Ermenek’e gidip de Baraj Gölü çevresindeki Ermenek Belediyesi (Turkuaz) tesislerini görüp Nadire Kanyonu’nda da bir motor gezisi yapılmadan olmazdı. Biz de Mesire yerindeki güvenli ve havuzlu alana indik. Bayram haftası olduğu için ziyaretçiler bir hayli kalabalıktı. Boş tekne bekledik derken iki kişilik bir ailenin talip olduğu büyük bir tekneye biz de dâhil olduk. Karaman merkezli bir çiftti. Payımıza düşen ödemeyi yaptık ve bir saatlik tekne turuna birlikte çıktık. Güzel bir tekne gezisi oldu, bunaltıcı sıcaklığı üzerimizden attık,herkes hâlinden memnun oradan ayrıldık.
Turkuaz tesislerinde oturup yemek yenecek bir yer göremediğimizden Aşağı Çağlar mevkiindeki GABIZ’a gittik, balık pişirtip yiyecektik. Çok kalabalıktı, çoğunluk gençlerden oluştuğu için genel hava bizi açmadı. Geldiğimiz yoldan geri dönerek Ermenek merkezde temiz bir lokantada yemeğimizi yedik ve kaldığımız Selçuklu Otel’e döndük.

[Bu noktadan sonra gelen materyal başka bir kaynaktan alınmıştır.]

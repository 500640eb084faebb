//! # Fall Suppression Detector
//!
//! Compares the fall damage the host actually applied against what the
//! fall height calls for. Clients that spoof `on_ground` mid-fall land
//! without taking damage.
//!
//! ```text
//!   airborne ──► accumulate downward distance
//!   landed   ──► distance > safe? open a pending landing
//!   damage   ──► credit the pending landing (or hold it until one opens)
//!   tick     ──► grace elapsed? judge expected vs. received
//! ```
//!
//! Damage reports can overtake the position sample that shows the landing,
//! so damage seen shortly before a landing is credited to it.

use super::{decay, escalate, Context};
use crate::record::{EntityRecord, GroundTransition, PendingLanding};
use crate::violation::{Check, Violation};
use vigil_shared::{FallDamageSample, PositionSample};

/// Tracks fall distance for one position sample.
///
/// Expects `transition` from applying `sample` to the record's ground state.
pub fn observe(
    record: &mut EntityRecord,
    sample: &PositionSample,
    transition: GroundTransition,
    ctx: &Context<'_>,
) {
    let y = sample.position.y;
    let previous_y = record.fall.last_y.replace(y);

    if ctx.flags.airborne_exempt() || ctx.flags.in_liquid {
        record.fall.distance = 0.0;
        return;
    }

    let descent = previous_y.map_or(0.0, |py| (py - y).max(0.0));

    match transition {
        GroundTransition::Initial => record.fall.distance = 0.0,
        GroundTransition::TookOff => record.fall.distance = descent,
        GroundTransition::Unchanged if !sample.on_ground => record.fall.distance += descent,
        GroundTransition::Unchanged => record.fall.distance = 0.0,
        GroundTransition::Landed => {
            let fallen = record.fall.distance + descent;
            record.fall.distance = 0.0;
            if fallen > ctx.config.safe_fall_distance {
                open_landing(record, fallen, ctx);
            }
        }
    }
}

fn open_landing(record: &mut EntityRecord, fallen: f64, ctx: &Context<'_>) {
    let expected = fallen - ctx.config.safe_fall_distance;
    let grace = ctx.config.landing_grace_ms;

    let early_damage = match record.fall.unclaimed_since_ms.take() {
        Some(since) if ctx.now.saturating_sub(since) <= grace => record.fall.unclaimed_damage,
        _ => 0.0,
    };
    record.fall.unclaimed_damage = 0.0;

    tracing::trace!("{} landed after {:.2} units", record.id, fallen);

    record.fall.pending = Some(match record.fall.pending {
        // Second landing inside the grace window: judge both together.
        Some(open) => PendingLanding {
            expected_damage: open.expected_damage + expected,
            received_damage: open.received_damage + early_damage,
            fall_distance: open.fall_distance.max(fallen),
            landed_at_ms: open.landed_at_ms,
        },
        None => PendingLanding {
            expected_damage: expected,
            received_damage: early_damage,
            fall_distance: fallen,
            landed_at_ms: ctx.now,
        },
    });
}

/// Credits host-applied fall damage.
pub fn on_fall_damage(record: &mut EntityRecord, sample: &FallDamageSample) {
    if !sample.amount.is_finite() || sample.amount < 0.0 {
        return;
    }
    if let Some(pending) = record.fall.pending.as_mut() {
        pending.received_damage += sample.amount;
    } else {
        record.fall.unclaimed_damage += sample.amount;
        record.fall.unclaimed_since_ms.get_or_insert(sample.time_ms);
    }
}

/// Judges a pending landing once its grace period has passed.
pub fn evaluate(record: &mut EntityRecord, ctx: &Context<'_>, out: &mut Vec<Violation>) {
    let grace = ctx.config.landing_grace_ms;

    let Some(landing) = record.fall.pending else {
        // Damage with no landing to claim it goes stale.
        if record
            .fall
            .unclaimed_since_ms
            .is_some_and(|since| ctx.now.saturating_sub(since) > grace)
        {
            record.fall.unclaimed_damage = 0.0;
            record.fall.unclaimed_since_ms = None;
        }
        decay(record, Check::NoFall, ctx);
        return;
    };
    if ctx.now < landing.landed_at_ms.saturating_add(grace) {
        return;
    }
    record.fall.pending = None;

    let shortfall = landing.expected_damage - landing.received_damage;
    if shortfall > ctx.config.fall_damage_tolerance {
        escalate(
            record,
            Check::NoFall,
            ctx,
            shortfall,
            || {
                format!(
                    "Fell {:.2} units, expected {:.2} damage, received {:.2}",
                    landing.fall_distance, landing.expected_damage, landing.received_damage
                )
            },
            out,
        );
    } else {
        decay(record, Check::NoFall, ctx);
    }
}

Akşamleyin Selçuklu Otel’in serin ve görkemli manzarası olan bahçesinde, çaylarımızı yudumlayarak sohbet ettik. Hiç yapmadığım bir şeyi yaptım, yanımdakiler ve ben bol çay içtik. Hesabı talep ettiğimizde, servisi yapan gençler “ çay ikramdır” dediler. Teşekkür ettik ve odalarımıza çekildik.
ZEYVE TOZ DUMAN
Ertesi sabahı Selçuklu Otel’de kahvaltımızı yaptıktan sonra Zeyve’ye yöneldik. Amacımız hem pazarı gezmek hem de lavanta bahçelerini görmektik. Yanlış bilgilendirme ile Görmel çevresinde lavanta bahçeleri aradık durduk. Zeyve Pazarı bize bu sefer bayağı uzak geldi. Pazar yerine/ doğal park alanına vardık. 2018’ de gitmiştik. Şimdi daha da doğallıktan uzaklaşmış. O doğal, berrak şırıl şırıl akan buz gibi suların önüne beton setler, plastik borular, borulara tutunan yosunlar ve kent insanın hiç görmek istemediği çarpık, çirkin, itici, estetikten uzak tesisler yapılmış.
Zeyve Pazarı’nda, lavanta bahçelerinin olduğunu Görmeli köyünde eğitimli bir genç bize söylemişti. Oraya yöneldik. Burası aynı zamanda bungalov evlerin bulunduğu bir yerdi. İşletmede bir sıkıntı yaşanmış. Kapısında jandarma bekliyor, içeri kimse giremiyor, yasaklamışlar. Yeniden ihale yapılacakmış. Israrcı olmadık ve lavanta bahçesini ve bungalov evleri görmeden oradan ayrılmak zorunda kaldık. Parkın içini ve alışveriş yapılan yerleri dolaştık, adaçayı, sumak ekşisi ve ev yapımı tarhana aldık.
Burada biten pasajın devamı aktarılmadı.